The majority of commenters who responded to Zhao’s Togo tweets rhapsodized over the announcement. Considering that crypto enthusiasts are known, among other things, for their disdain for autocratic authority, this reaction appears uninformed at best and hypocritical at worst.
Mr. President Director General,
I would like, in the name of the president of the republic and of the government, to thank you for the visit that you wanted to make to Lomé between the 18 th and 21st of April. This visit has allowed us to discover the opportunities that your firm, Binance, can offer.
Indeed, following the will of the head of state, the Togolese government has engaged in a vast reform program aimed at creating many jobs, as well as wealth, to improve the people’s wellbeing in a lasting way.

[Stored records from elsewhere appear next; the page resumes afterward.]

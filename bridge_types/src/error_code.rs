//! Error codes a bridged call can settle with

use serde::{Deserialize, Serialize};
use std::fmt;

/// Failure code carried by error replies and rejected calls
///
/// The wire form is the `SCREAMING_SNAKE_CASE` name, e.g. `"REMOTE_TIMEOUT"`.
#[derive(Debug, Clone, Copy, PartialEq, Eq, Hash, Serialize, Deserialize)]
#[serde(rename_all = "SCREAMING_SNAKE_CASE")]
pub enum ErrorCode {
    /// The callee has no method with the requested name
    InvalidMethod,
    /// The arguments could not be encoded, so nothing was sent
    InvalidArgs,
    /// The return value could not be encoded by the callee or decoded by the caller
    InvalidReturn,
    /// No reply arrived within the configured window
    RemoteTimeout,
    /// The remote method failed
    RemoteRuntimeError,
}

impl ErrorCode {
    /// All codes, in declaration order
    pub const ALL: [ErrorCode; 5] = [
        ErrorCode::InvalidMethod,
        ErrorCode::InvalidArgs,
        ErrorCode::InvalidReturn,
        ErrorCode::RemoteTimeout,
        ErrorCode::RemoteRuntimeError,
    ];

    /// Returns the wire name of this code
    pub const fn as_str(&self) -> &'static str {
        match self {
            ErrorCode::InvalidMethod => "INVALID_METHOD",
            ErrorCode::InvalidArgs => "INVALID_ARGS",
            ErrorCode::InvalidReturn => "INVALID_RETURN",
            ErrorCode::RemoteTimeout => "REMOTE_TIMEOUT",
            ErrorCode::RemoteRuntimeError => "REMOTE_RUNTIME_ERROR",
        }
    }

    /// Parses a wire name, returning `None` for anything unrecognized
    pub fn from_wire(name: &str) -> Option<Self> {
        Self::ALL.into_iter().find(|code| code.as_str() == name)
    }

    /// Parses a wire name, folding unknown names into `RemoteRuntimeError`
    ///
    /// A peer running a newer code set still produces a rejection the
    /// caller can handle.
    pub fn from_wire_lenient(name: &str) -> Self {
        Self::from_wire(name).unwrap_or(ErrorCode::RemoteRuntimeError)
    }
}

impl fmt::Display for ErrorCode {
    fn fmt(&self, f: &mut fmt::Formatter<'_>) -> fmt::Result {
        f.write_str(self.as_str())
    }
}
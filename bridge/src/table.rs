//! Correlation table: bookkeeping for outbound calls awaiting a reply
//!
//! Every entry is removed at most once. Resolving or rejecting a key that
//! is no longer present is a no-op, which is what lets a reply and a
//! timeout race for the same key without further coordination.

use crate::{BridgeError, RemoteError};
use bridge_types::{CallKey, ErrorCode, Value};
use std::collections::HashMap;
use tokio::sync::oneshot;
use tokio::task::AbortHandle;
use tracing::trace;

/// Continuation that settles the caller's pending reply
pub type ReplySender = oneshot::Sender<Result<Value, RemoteError>>;

/// One outstanding outbound call
#[derive(Debug)]
pub struct PendingCall {
    /// Remote method name, kept for error reporting
    pub method: String,
    /// Arguments as sent, kept for error reporting
    pub args: Vec<Value>,
    reply: ReplySender,
    timer: Option<AbortHandle>,
}

impl PendingCall {
    pub fn new(method: impl Into<String>, args: Vec<Value>, reply: ReplySender) -> Self {
        Self {
            method: method.into(),
            args,
            reply,
            timer: None,
        }
    }

    /// Settles the call with a result
    pub fn resolve(self, value: Value) {
        self.settle(Ok(value));
    }

    /// Settles the call with a failure
    pub fn reject(self, code: ErrorCode, message: impl Into<String>) {
        self.settle(Err(RemoteError::new(code, message)));
    }

    fn settle(self, outcome: Result<Value, RemoteError>) {
        if let Some(timer) = self.timer {
            timer.abort();
        }
        if self.reply.send(outcome).is_err() {
            trace!(method = %self.method, "caller stopped waiting before the call settled");
        }
    }
}

/// Map from correlation key to pending call, plus the key allocator
#[derive(Debug)]
pub struct CorrelationTable {
    next_key: CallKey,
    entries: HashMap<CallKey, PendingCall>,
}

impl Default for CorrelationTable {
    fn default() -> Self {
        Self::new()
    }
}

impl CorrelationTable {
    pub fn new() -> Self {
        Self {
            next_key: CallKey::FIRST,
            entries: HashMap::new(),
        }
    }

    /// Hands out the next key: 0, 1, 2, ...
    pub fn allocate_key(&mut self) -> CallKey {
        let key = self.next_key;
        self.next_key = key.next();
        key
    }

    /// Inserts an entry; never overwrites one that is still pending
    pub fn register(&mut self, key: CallKey, entry: PendingCall) -> Result<(), BridgeError> {
        if self.entries.contains_key(&key) {
            return Err(BridgeError::KeyInUse(key));
        }
        self.entries.insert(key, entry);
        Ok(())
    }

    /// Stores the timeout timer for `key`
    ///
    /// If the call already settled the timer is aborted on the spot.
    pub fn attach_timer(&mut self, key: CallKey, timer: AbortHandle) {
        match self.entries.get_mut(&key) {
            Some(entry) => entry.timer = Some(timer),
            None => timer.abort(),
        }
    }

    /// Removes and returns the entry for `key`
    pub fn take(&mut self, key: CallKey) -> Option<PendingCall> {
        self.entries.remove(&key)
    }

    /// Resolves and removes the entry; returns `false` if none was pending
    pub fn resolve(&mut self, key: CallKey, value: Value) -> bool {
        match self.take(key) {
            Some(entry) => {
                entry.resolve(value);
                true
            }
            None => false,
        }
    }

    /// Reports to `observer`, then rejects and removes the entry
    ///
    /// Returns `false`, without calling `observer`, if none was pending.
    pub fn reject<F>(&mut self, key: CallKey, code: ErrorCode, message: &str, observer: F) -> bool
    where
        F: FnOnce(&str, &[Value], ErrorCode, &str),
    {
        match self.take(key) {
            Some(entry) => {
                observer(&entry.method, &entry.args, code, message);
                entry.reject(code, message);
                true
            }
            None => false,
        }
    }

    pub fn contains(&self, key: CallKey) -> bool {
        self.entries.contains_key(&key)
    }

    pub fn len(&self) -> usize {
        self.entries.len()
    }

    pub fn is_empty(&self) -> bool {
        self.entries.is_empty()
    }
}

impl Drop for CorrelationTable {
    fn drop(&mut self) {
        for entry in self.entries.values() {
            if let Some(timer) = &entry.timer {
                timer.abort();
            }
        }
    }
}

#[cfg(test)]
mod tests {
    use super::*;
    use serde_json::json;
    use std::time::Duration;

    fn pending(method: &str) -> (PendingCall, oneshot::Receiver<Result<Value, RemoteError>>) {
        let (tx, rx) = oneshot::channel();
        (PendingCall::new(method, vec![json!(1)], tx), rx)
    }

    #[test]
    fn test_keys_are_monotonic_from_zero() {
        let mut table = CorrelationTable::new();
        let keys: Vec<u64> = (0..4).map(|_| table.allocate_key().get()).collect();
        assert_eq!(keys, vec![0, 1, 2, 3]);
    }

    #[test]
    fn test_resolve_once() {
        let mut table = CorrelationTable::new();
        let key = table.allocate_key();
        let (entry, mut rx) = pending("add");
        table.register(key, entry).unwrap();
        assert!(table.contains(key));

        assert!(table.resolve(key, json!(5)));
        assert!(table.is_empty());
        assert_eq!(rx.try_recv().unwrap(), Ok(json!(5)));

        // Second settlement for the same key is a no-op
        assert!(!table.resolve(key, json!(6)));
    }

    #[test]
    fn test_reject_reports_then_removes() {
        let mut table = CorrelationTable::new();
        let key = table.allocate_key();
        let (entry, mut rx) = pending("slow");
        table.register(key, entry).unwrap();

        let mut seen = Vec::new();
        let rejected = table.reject(key, ErrorCode::RemoteTimeout, "late", |method, args, code, message| {
            seen.push((method.to_string(), args.to_vec(), code, message.to_string()));
        });

        assert!(rejected);
        assert_eq!(
            seen,
            vec![(
                "slow".to_string(),
                vec![json!(1)],
                ErrorCode::RemoteTimeout,
                "late".to_string()
            )]
        );
        assert_eq!(
            rx.try_recv().unwrap(),
            Err(RemoteError::new(ErrorCode::RemoteTimeout, "late"))
        );
    }

    #[test]
    fn test_reject_missing_key_skips_observer() {
        let mut table = CorrelationTable::new();
        let mut calls = 0;
        let rejected = table.reject(CallKey::new(99), ErrorCode::RemoteTimeout, "late", |_, _, _, _| {
            calls += 1;
        });
        assert!(!rejected);
        assert_eq!(calls, 0);
    }

    #[test]
    fn test_register_refuses_overwrite() {
        let mut table = CorrelationTable::new();
        let key = table.allocate_key();
        let (first, _rx1) = pending("a");
        let (second, _rx2) = pending("b");

        table.register(key, first).unwrap();
        assert!(matches!(
            table.register(key, second),
            Err(BridgeError::KeyInUse(k)) if k == key
        ));
        assert_eq!(table.take(key).unwrap().method, "a");
    }

    #[test]
    fn test_settling_after_caller_dropped_is_harmless() {
        let mut table = CorrelationTable::new();
        let key = table.allocate_key();
        let (entry, rx) = pending("add");
        table.register(key, entry).unwrap();
        drop(rx);

        assert!(table.resolve(key, json!(1)));
    }

    #[tokio::test]
    async fn test_settling_aborts_timer() {
        let mut table = CorrelationTable::new();
        let key = table.allocate_key();
        let (entry, _rx) = pending("add");
        table.register(key, entry).unwrap();

        let timer = tokio::spawn(tokio::time::sleep(Duration::from_secs(3600)));
        table.attach_timer(key, timer.abort_handle());
        assert!(table.resolve(key, json!(1)));

        assert!(timer.await.unwrap_err().is_cancelled());
    }

    #[tokio::test]
    async fn test_attach_timer_to_settled_key_aborts() {
        let mut table = CorrelationTable::new();
        let timer = tokio::spawn(tokio::time::sleep(Duration::from_secs(3600)));
        table.attach_timer(CallKey::new(7), timer.abort_handle());

        assert!(timer.await.unwrap_err().is_cancelled());
    }
}
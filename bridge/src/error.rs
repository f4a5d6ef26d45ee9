//! Error types for the bridge engine

use bridge_codec::CodecError;
use bridge_types::{CallKey, ErrorCode};
use thiserror::Error;

/// Failures with no pending call to settle
///
/// These reach the unexpected-error observer; the bridge keeps running.
#[derive(Debug, Error)]
pub enum BridgeError {
    #[error("Codec error: {0}")]
    Codec(#[from] CodecError),

    #[error("Channel error: {0}")]
    Channel(#[from] ChannelError),

    #[error("Correlation key {0} is already pending")]
    KeyInUse(CallKey),

    #[error("Dispatch panicked: {0}")]
    DispatchPanic(String),

    #[error("No tokio runtime available to drive the bridge")]
    NoRuntime,
}

/// Failure reported by a channel's send primitive
#[derive(Debug, Clone, Error, PartialEq, Eq)]
pub enum ChannelError {
    #[error("Channel closed")]
    Closed,

    #[error("Send failed: {0}")]
    Send(String),
}

/// The rejection a bridged call settles with
#[derive(Debug, Clone, Error, PartialEq, Eq)]
#[error("{code}: {message}")]
pub struct RemoteError {
    pub code: ErrorCode,
    pub message: String,
}

impl RemoteError {
    pub fn new(code: ErrorCode, message: impl Into<String>) -> Self {
        Self {
            code,
            message: message.into(),
        }
    }
}
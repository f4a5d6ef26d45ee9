//! Invocation envelope contract tests

// ===== Canonical Messages =====

/// `add(2, 3)` sent as the first call of a session
pub const GOLDEN_ADD: &str = r#"@@BRIDGE::{"method":"add","args":[2,3],"key":0}"#;

/// A call without arguments
pub const GOLDEN_NO_ARGS: &str = r#"@@BRIDGE::{"method":"ping","args":[],"key":17}"#;

// ===== Contract Tests =====
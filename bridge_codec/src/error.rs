//! Codec failures

use thiserror::Error;

#[derive(Debug, Error)]
pub enum CodecError {
    #[error("Cannot encode envelope: {0}")]
    Encode(#[source] serde_json::Error),

    #[error("Args not serializable: {0}")]
    InvalidArgs(String),

    #[error("Cannot parse message: {body}")]
    Parse {
        body: String,
        #[source]
        source: serde_json::Error,
    },

    #[error("Malformed envelope: {0}")]
    Malformed(String),
}
//! Identifiers for bridges and the calls they correlate

use serde::{Deserialize, Serialize};
use std::fmt;
use uuid::Uuid;

/// Unique identifier for a bridge instance
///
/// Never sent over the channel; it only tags log output so several
/// bridges in one process can be told apart.
#[derive(Debug, Clone, Copy, PartialEq, Eq, Hash, Serialize, Deserialize)]
pub struct BridgeId(Uuid);

impl BridgeId {
    /// Creates a new random bridge ID
    pub fn new() -> Self {
        Self(Uuid::new_v4())
    }

    /// Creates a bridge ID from a UUID
    pub fn from_uuid(uuid: Uuid) -> Self {
        Self(uuid)
    }

    /// Returns the inner UUID
    pub fn as_uuid(&self) -> Uuid {
        self.0
    }
}

impl Default for BridgeId {
    fn default() -> Self {
        Self::new()
    }
}

impl fmt::Display for BridgeId {
    fn fmt(&self, f: &mut fmt::Formatter<'_>) -> fmt::Result {
        write!(f, "Bridge({})", self.0)
    }
}

/// Correlation key for one outstanding call
///
/// Allocated by the calling bridge, echoed back verbatim by the callee.
/// Serialized as a bare integer.
#[derive(Debug, Clone, Copy, PartialEq, Eq, Hash, PartialOrd, Ord, Serialize, Deserialize)]
#[serde(transparent)]
pub struct CallKey(u64);

impl CallKey {
    /// The first key a bridge hands out
    pub const FIRST: CallKey = CallKey(0);

    pub const fn new(raw: u64) -> Self {
        Self(raw)
    }

    pub const fn get(&self) -> u64 {
        self.0
    }

    /// Returns the key allocated after this one.
    ///
    /// Wraps at `u64::MAX`; a bridge never lives long enough to get there.
    pub const fn next(&self) -> Self {
        Self(self.0.wrapping_add(1))
    }
}

impl From<u64> for CallKey {
    fn from(raw: u64) -> Self {
        Self(raw)
    }
}

impl fmt::Display for CallKey {
    fn fmt(&self, f: &mut fmt::Formatter<'_>) -> fmt::Result {
        write!(f, "#{}", self.0)
    }
}
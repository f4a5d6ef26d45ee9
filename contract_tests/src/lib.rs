//! # Wire Contract Tests
//!
//! "Golden" tests for the bridge wire format, so that it doesn't drift
//! accidentally over time. Two peers built from different revisions must
//! keep understanding each other.
//!
//! ## Structure
//!
//! Each envelope kind has a module with contract tests that verify:
//! - The message prefix
//! - Field names and their spelling
//! - The exact encoded text for canonical values
//! - Error code identifiers

pub mod error_codes;
pub mod invocation;
pub mod replies;

/// Common test helpers for contract validation
pub mod test_helpers {
    use bridge_codec::BRIDGE_PREFIX;
    use serde_json::{Map, Value};

    /// Splits an encoded message into its JSON body, asserting the prefix
    pub fn body(message: &str) -> &str {
        assert!(
            message.starts_with(BRIDGE_PREFIX),
            "Prefix changed: expected '{}', got '{}'",
            BRIDGE_PREFIX,
            message
        );
        &message[BRIDGE_PREFIX.len()..]
    }

    /// Parses the body of an encoded message as a JSON object
    pub fn fields(message: &str) -> Map<String, Value> {
        match serde_json::from_str(body(message)) {
            Ok(Value::Object(fields)) => fields,
            other => panic!("Body is not a JSON object: {:?}", other),
        }
    }

    /// Verifies the object has exactly the expected field names
    pub fn verify_field_names(message: &str, expected: &[&str]) {
        let mut actual: Vec<String> = fields(message).keys().cloned().collect();
        actual.sort();
        let mut expected: Vec<String> = expected.iter().map(|name| name.to_string()).collect();
        expected.sort();
        assert_eq!(
            actual, expected,
            "Field names changed: expected {:?}, got {:?}",
            expected, actual
        );
    }
}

It is against this background that Togo wishes to establish a partnership with your company, Binance, with an eye to supporting the economic transformation of our country and bolstering the economic autonomy of young people and women, especially through the use of blockchain technology.
The goal will be to resolutely engage Togo in the fourth industrial revolution in the wake of the digital revolution. Specifically, this partnership will involve developing training programs for the youth to create many jobs for them and attracting important investments.
Also, I would like to kindly ask that you submit to us, along with our teams, documentation that explains and allows us to assess your vision for this training and this partnership.
In reiterating my sincere thanks, I ask you to accept my warmest regards.
Komi Sélom Klassou [Prime Minister of the Togolese Republic]
Translations by the author.
Adam Reese is a Los Angeles-based writer interested in technology, domestic and international politics, social issues, infrastructure and the arts. Adam is a full-time staff writer for ETHNews and holds value in Ether, Bitcoin, and Monero.